Most of us know or can tell, that as we get older we need to eat differently. When we were younger, some of us could eat just about anything and everything, at any time – and feel just fine, with no uncomfortable repercussions. Sadly, the versatility of our eating habits changes over time.

The good news is that this change can push us to eat better. The “2020-2025 Dietary Guidelines for Americans[1]” states that those over age 60 should follow a healthy dietary pattern because older adults generally have lower calorie needs but similar, to even increased, nutrient needs compared to younger adults.

The guidelines encourage nutrient-dense foods and beverages including vegetables, fruits, whole grains, seafood, eggs, beans, peas, and lentils, unsalted nuts and seeds, fat-free and low-fat dairy products, and lean meats and poultry—when prepared with no or little added sugars, saturated fat, and sodium.

Local chef and food educator, Mary Ryan, a local chef and food educator that works with Saint Therese’s senior living communities, provided more specific tips at a meeting held this summer. They include:

Mary Ryan speaks at a Saint Therese event in June
  • Blueberries – The Mayo Clinic[2] states that scientists have shown that blueberries are loaded with compounds (phytonutrients) that may help prevent chronic diseases, such as heart disease, diabetes and some cancers. They may also improve short-term memory and promote healthy aging.
  • Broccoli – Good source of folate (natural form of B9), broccoli also contains phytonutrients and is an excellent source of vitamin C — an antioxidant that protects your body’s cells from damage. In addition, it’s a great excellent source of vitamin A and is linked to preserving eye health.
  • Nuts – Ryan swears by a handful of walnuts. These nuts are rich in omega-3 fats and contain higher amounts of antioxidants than most other foods. Eating walnuts may improve brain health and prevent heart disease and cancer. Another option is almonds that are packed with nutrients — fiber, riboflavin, magnesium, iron and calcium.
  • Sugar and Carbs – The more you can reduce sugar the better. Use substitutes like Stevia, sucralose or Splenda. Don’t use aspartame or foods with phenylamine. These compounds trick the body into wanting more sugar. Focus on enjoying sweet non-or-low-processed foods from natural sources like maple syrup, dark honey and complex carbohydrates such as whole grains over processed flours and breads. Eat sweet potatoes instead of russets.
  • And More – Comfort foods elicit memory and love. Love your longevity with a good balance and variety of food, focusing on healthy proteins in smaller portions, legumes and beans and eating from the fruit and vegetable rainbow.

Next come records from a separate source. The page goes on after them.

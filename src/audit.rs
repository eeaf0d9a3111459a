//! Fire-and-forget audit sink.
//!
//! Writes go to the separate audit database after the ledger transaction
//! has committed, off the request path. Semantics are at-most-one-attempt:
//! a failed write is logged and discarded, never retried, and never rolls
//! anything back.

use chrono::Utc;
use rusqlite::{Connection, params};
use serde::Serialize;
use uuid::Uuid;

use crate::db::AppState;
use crate::db::from_row::FromRow;
use crate::error::Result;

#[derive(Debug, Clone, Serialize)]
pub struct AuditLog {
    pub id: String,
    pub actor_id: Option<String>,
    pub action: String,
    pub target_type: Option<String>,
    pub target_id: Option<String>,
    pub metadata: Option<serde_json::Value>,
    pub created_at: i64,
}

pub const AUDIT_LOG_COLS: &str =
    "id, actor_id, action, target_type, target_id, metadata, created_at";

impl FromRow for AuditLog {
    fn from_row(row: &rusqlite::Row<'_>) -> rusqlite::Result<Self> {
        let metadata: Option<String> = row.get(5)?;
        Ok(AuditLog {
            id: row.get(0)?,
            actor_id: row.get(1)?,
            action: row.get(2)?,
            target_type: row.get(3)?,
            target_id: row.get(4)?,
            metadata: metadata.and_then(|m| serde_json::from_str(&m).ok()),
            created_at: row.get(6)?,
        })
    }
}

/// Record an audit entry for a committed mutation.
pub fn record(
    state: &AppState,
    actor_id: Option<&str>,
    action: &str,
    target_type: Option<&str>,
    target_id: Option<&str>,
    metadata: Option<serde_json::Value>,
) {
    if !state.audit_log_enabled {
        return;
    }

    let pool = state.audit.clone();
    let actor_id = actor_id.map(String::from);
    let action = action.to_string();
    let target_type = target_type.map(String::from);
    let target_id = target_id.map(String::from);

    tokio::task::spawn_blocking(move || {
        let result = pool.get().map_err(anyhow::Error::from).and_then(|conn| {
            insert(&conn, actor_id.as_deref(), &action, target_type.as_deref(), target_id.as_deref(), metadata.as_ref())
                .map_err(anyhow::Error::from)
        });
        if let Err(e) = result {
            tracing::debug!(error = %e, "audit write dropped");
        }
    });
}

fn insert(
    conn: &Connection,
    actor_id: Option<&str>,
    action: &str,
    target_type: Option<&str>,
    target_id: Option<&str>,
    metadata: Option<&serde_json::Value>,
) -> Result<()> {
    conn.execute(
        "INSERT INTO audit_logs (id, actor_id, action, target_type, target_id, metadata, created_at)
         VALUES (?1, ?2, ?3, ?4, ?5, ?6, ?7)",
        params![
            Uuid::new_v4().to_string(),
            actor_id,
            action,
            target_type,
            target_id,
            metadata.map(|m| m.to_string()),
            Utc::now().timestamp()
        ],
    )?;
    Ok(())
}

pub fn list_recent(conn: &Connection, limit: i64) -> Result<Vec<AuditLog>> {
    crate::db::from_row::query_all(
        conn,
        &format!(
            "SELECT {} FROM audit_logs ORDER BY created_at DESC, rowid DESC LIMIT ?1",
            AUDIT_LOG_COLS
        ),
        params![limit],
    )
}
//! Administrative endpoints: user management, invites, key uploads,
//! product catalog, balance overrides and the audit log.

use axum::{
    Extension, Json,
    extract::{Path, State},
};
use serde::{Deserialize, Serialize};
use serde_json::json;

use crate::audit::{self, AuditLog};
use crate::db::{AppState, ledger, queries};
use crate::error::{AppError, Result};
use crate::middleware::AuthUser;
use crate::models::*;
use crate::util;

const ADMIN: &[Role] = &[Role::Admin];

// ============ Users ============

pub async fn list_users(
    State(state): State<AppState>,
    Extension(auth): Extension<AuthUser>,
) -> Result<Json<Vec<User>>> {
    auth.require(ADMIN)?;
    let conn = state.db.get()?;
    Ok(Json(queries::list_users(&conn)?))
}

async fn set_blocked(state: AppState, auth: AuthUser, id: String, blocked: bool) -> Result<()> {
    auth.require(ADMIN)?;
    if blocked && auth.id == id {
        return Err(AppError::BadRequest("Cannot block your own account".into()));
    }

    let conn = state.db.get()?;
    let user =
        queries::get_user_by_id(&conn, &id)?.ok_or_else(|| AppError::NotFound("User not found".into()))?;
    queries::set_user_blocked(&conn, &id, blocked)?;

    audit::record(
        &state,
        Some(&auth.id),
        if blocked { "user.block" } else { "user.unblock" },
        Some("user"),
        Some(&id),
        None,
    );

    // Group membership follows the block state, best-effort after commit.
    if let (Some(telegram), Some(telegram_id)) = (state.telegram.clone(), user.telegram_id) {
        tokio::spawn(async move {
            let delivered = if blocked {
                telegram.ban_in_group(&telegram_id).await
            } else {
                telegram.unban_in_group(&telegram_id).await
            };
            if !delivered {
                tracing::debug!(%telegram_id, blocked, "group membership update not delivered");
            }
        });
    }
    Ok(())
}

pub async fn block_user(
    State(state): State<AppState>,
    Extension(auth): Extension<AuthUser>,
    Path(id): Path<String>,
) -> Result<Json<serde_json::Value>> {
    set_blocked(state, auth, id, true).await?;
    Ok(Json(json!({ "blocked": true })))
}

pub async fn unblock_user(
    State(state): State<AppState>,
    Extension(auth): Extension<AuthUser>,
    Path(id): Path<String>,
) -> Result<Json<serde_json::Value>> {
    set_blocked(state, auth, id, false).await?;
    Ok(Json(json!({ "blocked": false })))
}

#[derive(Debug, Serialize)]
pub struct ResellerOverview {
    #[serde(flatten)]
    pub user: User,
    pub balance_cents: i64,
}

/// Reseller accounts with their current prepaid balances.
pub async fn list_resellers(
    State(state): State<AppState>,
    Extension(auth): Extension<AuthUser>,
) -> Result<Json<Vec<ResellerOverview>>> {
    auth.require(ADMIN)?;
    let conn = state.db.get()?;

    let mut out = Vec::new();
    for user in queries::list_resellers(&conn)? {
        let balance_cents = queries::get_balance(&conn, &user.id)?
            .map(|b| b.balance_cents)
            .unwrap_or(0);
        out.push(ResellerOverview {
            user,
            balance_cents,
        });
    }
    Ok(Json(out))
}

#[derive(Debug, Deserialize)]
pub struct SetRoleRequest {
    pub role: Role,
}

pub async fn set_role(
    State(state): State<AppState>,
    Extension(auth): Extension<AuthUser>,
    Path(id): Path<String>,
    Json(input): Json<SetRoleRequest>,
) -> Result<Json<serde_json::Value>> {
    auth.require(ADMIN)?;
    if auth.id == id {
        return Err(AppError::BadRequest("Cannot change your own role".into()));
    }

    let conn = state.db.get()?;
    if !queries::set_user_role(&conn, &id, input.role)? {
        return Err(AppError::NotFound("User not found".into()));
    }

    audit::record(
        &state,
        Some(&auth.id),
        "user.set_role",
        Some("user"),
        Some(&id),
        Some(json!({ "role": input.role })),
    );
    Ok(Json(json!({ "role": input.role })))
}

#[derive(Debug, Deserialize)]
pub struct SetPasswordRequest {
    pub password: String,
}

pub async fn set_password(
    State(state): State<AppState>,
    Extension(auth): Extension<AuthUser>,
    Path(id): Path<String>,
    Json(input): Json<SetPasswordRequest>,
) -> Result<Json<serde_json::Value>> {
    auth.require(ADMIN)?;
    if input.password.len() < 6 {
        return Err(AppError::BadRequest(
            "Password must be at least 6 characters".into(),
        ));
    }

    let hash = util::hash_password(&input.password)?;
    let conn = state.db.get()?;
    if !queries::set_user_password(&conn, &id, &hash)? {
        return Err(AppError::NotFound("User not found".into()));
    }

    audit::record(
        &state,
        Some(&auth.id),
        "user.set_password",
        Some("user"),
        Some(&id),
        None,
    );
    Ok(Json(json!({ "updated": true })))
}

// ============ Invites ============

/// Admins see every invite; resellers only the ones they issued.
pub async fn list_invites(
    State(state): State<AppState>,
    Extension(auth): Extension<AuthUser>,
) -> Result<Json<Vec<Invite>>> {
    auth.require(&[Role::Reseller, Role::Admin])?;
    let conn = state.db.get()?;
    let invites = match auth.role {
        Role::Admin => queries::list_invites(&conn, 500)?,
        _ => queries::list_invites_by_creator(&conn, &auth.id, 500)?,
    };
    Ok(Json(invites))
}

pub async fn create_invites(
    State(state): State<AppState>,
    Extension(auth): Extension<AuthUser>,
    Json(input): Json<CreateInvites>,
) -> Result<Json<Vec<Invite>>> {
    auth.require(&[Role::Reseller, Role::Admin])?;
    let conn = state.db.get()?;
    let created = queries::create_invites(&conn, &auth.id, &input)?;

    audit::record(
        &state,
        Some(&auth.id),
        "invite.create",
        None,
        None,
        Some(json!({ "count": created.len() })),
    );
    Ok(Json(created))
}

pub async fn delete_invite(
    State(state): State<AppState>,
    Extension(auth): Extension<AuthUser>,
    Path(id): Path<String>,
) -> Result<Json<serde_json::Value>> {
    auth.require(&[Role::Reseller, Role::Admin])?;
    let conn = state.db.get()?;

    // Resellers may only delete invites they issued.
    let invite = queries::get_invite_by_id(&conn, &id)?
        .filter(|inv| auth.role == Role::Admin || inv.created_by == auth.id)
        .ok_or_else(|| AppError::NotFound("Invite not found".into()))?;
    if !queries::delete_invite(&conn, &invite.id)? {
        return Err(AppError::NotFound("Invite not found".into()));
    }

    audit::record(
        &state,
        Some(&auth.id),
        "invite.delete",
        Some("invite"),
        Some(&id),
        None,
    );
    Ok(Json(json!({ "deleted": true })))
}

/// Pull an outstanding invite without deleting its record.
pub async fn revoke_invite(
    State(state): State<AppState>,
    Extension(auth): Extension<AuthUser>,
    Path(id): Path<String>,
) -> Result<Json<serde_json::Value>> {
    auth.require(&[Role::Reseller, Role::Admin])?;
    let conn = state.db.get()?;

    queries::get_invite_by_id(&conn, &id)?
        .filter(|inv| auth.role == Role::Admin || inv.created_by == auth.id)
        .ok_or_else(|| AppError::NotFound("Invite not found".into()))?;
    if !queries::revoke_invite(&conn, &id)? {
        return Err(AppError::Conflict("Invite has already been used".into()));
    }

    audit::record(
        &state,
        Some(&auth.id),
        "invite.revoke",
        Some("invite"),
        Some(&id),
        None,
    );
    Ok(Json(json!({ "revoked": true })))
}

// ============ Keys ============

#[derive(Debug, Deserialize)]
pub struct UploadKeysRequest {
    pub product_id: String,
    pub keys: Vec<String>,
    /// When set, keys land as Reserved stock and the owner is debited
    #[serde(default)]
    pub owner_reseller_id: Option<String>,
}

#[derive(Debug, Serialize)]
pub struct UploadKeysResponse {
    pub inserted: i64,
    pub skipped: i64,
    pub debit_cents: i64,
}

pub async fn upload_keys(
    State(state): State<AppState>,
    Extension(auth): Extension<AuthUser>,
    Json(input): Json<UploadKeysRequest>,
) -> Result<Json<UploadKeysResponse>> {
    auth.require(ADMIN)?;

    let tokens: Vec<String> = input
        .keys
        .iter()
        .map(|t| t.trim().to_string())
        .filter(|t| !t.is_empty())
        .collect();
    if tokens.is_empty() {
        return Err(AppError::BadRequest("No keys provided".into()));
    }

    let mut conn = state.db.get()?;
    let product = queries::get_product_by_id(&conn, &input.product_id)?
        .ok_or_else(|| AppError::NotFound("Product not found".into()))?;

    if let Some(owner) = input.owner_reseller_id.as_deref() {
        queries::get_user_by_id(&conn, owner)?
            .filter(|u| u.role == Role::Reseller)
            .ok_or_else(|| AppError::NotFound("Reseller not found".into()))?;
    }

    let outcome = ledger::upload_keys(
        &mut conn,
        &product,
        &tokens,
        input.owner_reseller_id.as_deref(),
    )?;

    audit::record(
        &state,
        Some(&auth.id),
        "keys.upload",
        Some("product"),
        Some(&product.id),
        Some(json!({
            "inserted": outcome.inserted,
            "owner_reseller_id": input.owner_reseller_id,
        })),
    );

    Ok(Json(UploadKeysResponse {
        inserted: outcome.inserted,
        skipped: tokens.len() as i64 - outcome.inserted,
        debit_cents: outcome.debit_cents,
    }))
}

/// Remove unsold stock. Reserved and used keys carry history and stay.
pub async fn delete_key(
    State(state): State<AppState>,
    Extension(auth): Extension<AuthUser>,
    Path(id): Path<String>,
) -> Result<Json<serde_json::Value>> {
    auth.require(ADMIN)?;
    let conn = state.db.get()?;
    if !queries::delete_key(&conn, &id)? {
        return Err(AppError::NotFound("Key not found".into()));
    }

    audit::record(
        &state,
        Some(&auth.id),
        "key.delete",
        Some("key"),
        Some(&id),
        None,
    );
    Ok(Json(json!({ "deleted": true })))
}

// ============ Products ============

pub async fn list_products(
    State(state): State<AppState>,
    Extension(auth): Extension<AuthUser>,
) -> Result<Json<Vec<Product>>> {
    auth.require(ADMIN)?;
    let conn = state.db.get()?;
    Ok(Json(queries::list_products(&conn, false)?))
}

pub async fn create_product(
    State(state): State<AppState>,
    Extension(auth): Extension<AuthUser>,
    Json(input): Json<CreateProduct>,
) -> Result<Json<Product>> {
    auth.require(ADMIN)?;
    let conn = state.db.get()?;
    let product = queries::create_product(&conn, &input)?;

    audit::record(
        &state,
        Some(&auth.id),
        "product.create",
        Some("product"),
        Some(&product.id),
        Some(json!({ "name": product.name })),
    );
    Ok(Json(product))
}

pub async fn update_product(
    State(state): State<AppState>,
    Extension(auth): Extension<AuthUser>,
    Path(id): Path<String>,
    Json(input): Json<UpdateProduct>,
) -> Result<Json<Product>> {
    auth.require(ADMIN)?;
    let conn = state.db.get()?;
    if !queries::update_product(&conn, &id, &input)? {
        return Err(AppError::NotFound("Product not found".into()));
    }
    let product = queries::get_product_by_id(&conn, &id)?
        .ok_or_else(|| AppError::NotFound("Product not found".into()))?;

    audit::record(
        &state,
        Some(&auth.id),
        "product.update",
        Some("product"),
        Some(&id),
        None,
    );
    Ok(Json(product))
}

pub async fn delete_product(
    State(state): State<AppState>,
    Extension(auth): Extension<AuthUser>,
    Path(id): Path<String>,
) -> Result<Json<serde_json::Value>> {
    auth.require(ADMIN)?;
    let conn = state.db.get()?;
    if !queries::delete_product(&conn, &id)? {
        return Err(AppError::NotFound("Product not found".into()));
    }

    audit::record(
        &state,
        Some(&auth.id),
        "product.delete",
        Some("product"),
        Some(&id),
        None,
    );
    Ok(Json(json!({ "deleted": true })))
}

// ============ Balances ============

#[derive(Debug, Deserialize)]
pub struct SetBalanceRequest {
    pub balance_cents: i64,
}

#[derive(Debug, Serialize)]
pub struct SetBalanceResponse {
    pub balance_cents: i64,
    /// Corrective ledger entry amount; 0 when the balance was unchanged
    pub delta_cents: i64,
}

pub async fn set_balance(
    State(state): State<AppState>,
    Extension(auth): Extension<AuthUser>,
    Path(id): Path<String>,
    Json(input): Json<SetBalanceRequest>,
) -> Result<Json<SetBalanceResponse>> {
    auth.require(ADMIN)?;

    let mut conn = state.db.get()?;
    queries::get_user_by_id(&conn, &id)?
        .filter(|u| u.role == Role::Reseller)
        .ok_or_else(|| AppError::NotFound("Reseller not found".into()))?;

    let delta = ledger::set_balance(&mut conn, &id, input.balance_cents)?;

    audit::record(
        &state,
        Some(&auth.id),
        "balance.set",
        Some("user"),
        Some(&id),
        Some(json!({ "balance_cents": input.balance_cents, "delta_cents": delta })),
    );

    Ok(Json(SetBalanceResponse {
        balance_cents: input.balance_cents,
        delta_cents: delta,
    }))
}

// ============ Audit log ============

pub async fn list_logs(
    State(state): State<AppState>,
    Extension(auth): Extension<AuthUser>,
) -> Result<Json<Vec<AuditLog>>> {
    auth.require(ADMIN)?;
    let conn = state.audit.get()?;
    Ok(Json(audit::list_recent(&conn, 200)?))
}
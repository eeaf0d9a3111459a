use std::env;

#[derive(Debug, Clone)]
pub struct Config {
    pub host: String,
    pub port: u16,
    pub database_path: String,
    pub audit_database_path: String,
    /// Secret for signing session tokens (HS256)
    pub jwt_secret: String,
    /// Bot token for the Telegram capability; None disables WebApp login
    /// and outbound notifications
    pub telegram_bot_token: Option<String>,
    /// Group chat used for ban/unban side effects
    pub telegram_group_id: Option<String>,
    pub telegram_api_base: String,
    pub dev_mode: bool,
    /// Enable/disable audit logging entirely
    pub audit_log_enabled: bool,
}

impl Config {
    pub fn from_env() -> Self {
        dotenvy::dotenv().ok();

        let dev_mode = env::var("KEYHUB_ENV")
            .map(|v| v == "dev" || v == "development")
            .unwrap_or(false);

        let host = env::var("HOST").unwrap_or_else(|_| "127.0.0.1".to_string());
        let port: u16 = env::var("PORT")
            .ok()
            .and_then(|p| p.parse().ok())
            .unwrap_or(3000);

        let jwt_secret = env::var("JWT_SECRET").unwrap_or_else(|_| {
            if !dev_mode {
                tracing::warn!("JWT_SECRET not set; using an insecure default");
            }
            "dev_secret_change_me".to_string()
        });

        let audit_log_enabled = env::var("AUDIT_LOG_ENABLED")
            .map(|v| v != "false" && v != "0")
            .unwrap_or(true);

        Self {
            host,
            port,
            database_path: env::var("DATABASE_PATH").unwrap_or_else(|_| "keyhub.db".to_string()),
            audit_database_path: env::var("AUDIT_DATABASE_PATH")
                .unwrap_or_else(|_| "keyhub_audit.db".to_string()),
            jwt_secret,
            telegram_bot_token: env::var("TELEGRAM_BOT_TOKEN").ok().filter(|t| !t.is_empty()),
            telegram_group_id: env::var("TELEGRAM_GROUP_ID").ok().filter(|t| !t.is_empty()),
            telegram_api_base: env::var("TELEGRAM_API_BASE")
                .unwrap_or_else(|_| "https://api.telegram.org".to_string()),
            dev_mode,
            audit_log_enabled,
        }
    }

    pub fn addr(&self) -> String {
        format!("{}:{}", self.host, self.port)
    }
}
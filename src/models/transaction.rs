use serde::{Deserialize, Serialize};
use strum::{AsRefStr, EnumString};

#[derive(
    Debug, Clone, Copy, PartialEq, Eq, Serialize, Deserialize, AsRefStr, EnumString,
)]
#[strum(serialize_all = "UPPERCASE")]
#[serde(rename_all = "UPPERCASE")]
pub enum TransactionType {
    Debit,
    Credit,
}

/// Append-only ledger entry. Never updated or deleted; debits carry a
/// negative amount.
#[derive(Debug, Clone, Serialize, Deserialize)]
pub struct Transaction {
    pub id: String,
    pub reseller_id: String,
    pub amount_cents: i64,
    pub kind: TransactionType,
    pub product_id: Option<String>,
    pub key_id: Option<String>,
    pub created_at: i64,
}

/// Current balance snapshot the transaction history reconciles to.
/// One row per reseller, created lazily on first debit or credit.
#[derive(Debug, Clone, Serialize, Deserialize)]
pub struct ResellerBalance {
    pub reseller_id: String,
    pub balance_cents: i64,
    pub updated_at: i64,
}
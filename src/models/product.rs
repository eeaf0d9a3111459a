use serde::{Deserialize, Serialize};

#[derive(Debug, Clone, Serialize, Deserialize)]
pub struct Product {
    pub id: String,
    pub name: String,
    /// Integer minor-currency units (cents)
    pub price_cents: i64,
    /// Subscription length granted by one key activation
    pub duration_days: i64,
    pub enabled: bool,
    pub created_at: i64,
    pub updated_at: i64,
}

#[derive(Debug, Deserialize)]
pub struct CreateProduct {
    pub name: String,
    pub price_cents: i64,
    #[serde(default = "default_duration_days")]
    pub duration_days: i64,
    #[serde(default = "default_enabled")]
    pub enabled: bool,
}

fn default_duration_days() -> i64 {
    30
}

fn default_enabled() -> bool {
    true
}

#[derive(Debug, Deserialize)]
pub struct UpdateProduct {
    pub name: Option<String>,
    pub price_cents: Option<i64>,
    pub duration_days: Option<i64>,
    pub enabled: Option<bool>,
}
use serde::{Deserialize, Serialize};
use strum::{AsRefStr, EnumString};

#[derive(
    Debug, Clone, Copy, PartialEq, Eq, Serialize, Deserialize, AsRefStr, EnumString,
)]
#[strum(serialize_all = "UPPERCASE")]
#[serde(rename_all = "UPPERCASE")]
pub enum SubscriptionStatus {
    Active,
    Cancelled,
}

/// Per-(user, product) entitlement. Unique on that pair; re-activation
/// overwrites `expires_at` rather than stacking rows.
#[derive(Debug, Clone, Serialize, Deserialize)]
pub struct Subscription {
    pub id: String,
    pub user_id: String,
    pub product_id: String,
    pub expires_at: i64,
    pub status: SubscriptionStatus,
    pub created_at: i64,
    pub updated_at: i64,
}

impl Subscription {
    /// "Active" is derived, never stored.
    pub fn is_active(&self, now: i64) -> bool {
        self.expires_at > now && self.status == SubscriptionStatus::Active
    }
}

#[derive(Debug, Clone, Serialize)]
pub struct SubscriptionWithProduct {
    #[serde(flatten)]
    pub subscription: Subscription,
    pub product_name: String,
    pub active: bool,
}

Other foods Ryan recommends are leafy greens, avocados, cottage cheese and bell peppers. And Lion’s Main mushrooms that contain bioactive substances that have beneficial effects on the body, especially the brain, heart and gut.

Dining Trends Change with Times Too

Maybe it’s our aging bodies shouting at us, or maybe it’s more Baby Boomers entering senior living, but independent and assisted living communities are changing their dining options as well.

Ryan and other dining experts, say people don’t want the traditional three meals a day served in a “formal” dining room. They now want:

  • Dine when they want and where they want – Many seniors don’t want to have meals during set time periods but have options available any time.
  • More variety and more options – Instead of Healthy eating all meals in a dining room setting, have flexible options like grab-and-go entrees (like you find in grocery stores), a café, deli and a grill.
  • Focus on foods that promote wellness – Have less of the comfort food and more fresh seasonal options with a farm to table philosophy.
  • Culinary event programming – These could be chef-hosted events, exhibition cooking and menu tastings.

Josh Anderson, Vice President of Ancillary Services at Saint Therese, said that in recognition of this trend, Saint Therese is currently working to improve its menu and dining programs to provide healthier options.

Whether our aging bodies drive it, the influence of the Baby Boomer cohort prevails, or chefs, dieticians, and nutritionists see their wishes answered, senior dining now thrives.